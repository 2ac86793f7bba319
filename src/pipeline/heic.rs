//! HEIC/HEIF → JPEG conversion.
//!
//! There is no pure-Rust HEIC decoder we can depend on, so conversion is an
//! external capability behind [`HeicConverter`]. The default implementation
//! runs a CLI converter (libheif's `heif-convert`, or ImageMagick's `magick`)
//! on a scratch copy of the input.

use async_trait::async_trait;
use std::path::PathBuf;
use tokio::process::Command;
use tracing::{debug, instrument};

/// Converts HEIC bytes into bytes the `image` crate can decode.
///
/// Errors are plain strings: the caller wraps them in
/// [`crate::error::ItemError::FormatUnsupported`] with the file name.
#[async_trait]
pub trait HeicConverter: Send + Sync {
    async fn convert(&self, heic: &[u8]) -> Result<Vec<u8>, String>;
}

/// Converter that shells out to `<program> <input.heic> <output.jpg>`.
#[derive(Debug, Clone)]
pub struct CommandHeicConverter {
    program: PathBuf,
}

impl CommandHeicConverter {
    pub fn new(program: impl Into<PathBuf>) -> Self {
        Self {
            program: program.into(),
        }
    }
}

impl Default for CommandHeicConverter {
    fn default() -> Self {
        Self::new("heif-convert")
    }
}

#[async_trait]
impl HeicConverter for CommandHeicConverter {
    #[instrument(level = "debug", skip_all, fields(program = %self.program.display()))]
    async fn convert(&self, heic: &[u8]) -> Result<Vec<u8>, String> {
        let tmpdir = tempfile::TempDir::with_prefix("heic")
            .map_err(|e| format!("cannot create scratch directory: {e}"))?;
        let input_path = tmpdir.path().join("input.heic");
        let output_path = tmpdir.path().join("output.jpg");

        tokio::fs::write(&input_path, heic)
            .await
            .map_err(|e| format!("cannot write converter input: {e}"))?;

        let output = Command::new(&self.program)
            .arg(&input_path)
            .arg(&output_path)
            .output()
            .await
            .map_err(|e| format!("cannot run {}: {e}", self.program.display()))?;

        if !output.status.success() {
            let stderr = String::from_utf8_lossy(&output.stderr);
            return Err(format!(
                "{} exited with {}: {}",
                self.program.display(),
                output.status,
                stderr.trim()
            ));
        }

        let jpeg = tokio::fs::read(&output_path)
            .await
            .map_err(|e| format!("converter produced no output: {e}"))?;
        debug!("Converted {} HEIC bytes → {} JPEG bytes", heic.len(), jpeg.len());
        Ok(jpeg)
    }
}
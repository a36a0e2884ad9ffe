use std::time::Duration;

use thiserror::Error;

#[derive(Error, Debug, Clone, PartialEq)]
pub enum PipelensError {
    #[error("Invalid configuration: {0}")]
    Config(String),

    #[error("Invalid request: {0}")]
    Validation(String),

    #[error("Azure DevOps rejected the credentials (status {status}): {message}")]
    UpstreamAuth { status: u16, message: String },

    #[error("Azure DevOps organization or project not found: {0}")]
    UpstreamNotFound(String),

    #[error("Azure DevOps is throttling requests (gave up after {retries} retries)")]
    UpstreamRateLimited { retries: u32 },

    #[error("Azure DevOps is unavailable ({reason}, gave up after {retries} retries)")]
    UpstreamUnavailable { reason: String, retries: u32 },

    #[error("Azure DevOps request timed out (gave up after {retries} retries)")]
    UpstreamTimeout { retries: u32 },

    #[error("Azure DevOps request failed: {0}")]
    Upstream(String),

    #[error("Too many requests, retry in {}ms", .retry_after.as_millis())]
    RateLimitExceeded { retry_after: Duration },
}

impl PipelensError {
    /// Whether the upstream client should try the same request again.
    pub fn is_retryable(&self) -> bool {
        matches!(
            self,
            Self::UpstreamRateLimited { .. }
                | Self::UpstreamUnavailable { .. }
                | Self::UpstreamTimeout { .. }
        )
    }
}

pub type Result<T> = std::result::Result<T, PipelensError>;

# [EXERCISE REQUIREMENTS]
Check every line of the records above for the string "derive". Copy those that hold it.

# [OUTPUT]
#[derive(Debug, Clone)]
#[derive(Error, Debug, Clone, PartialEq)]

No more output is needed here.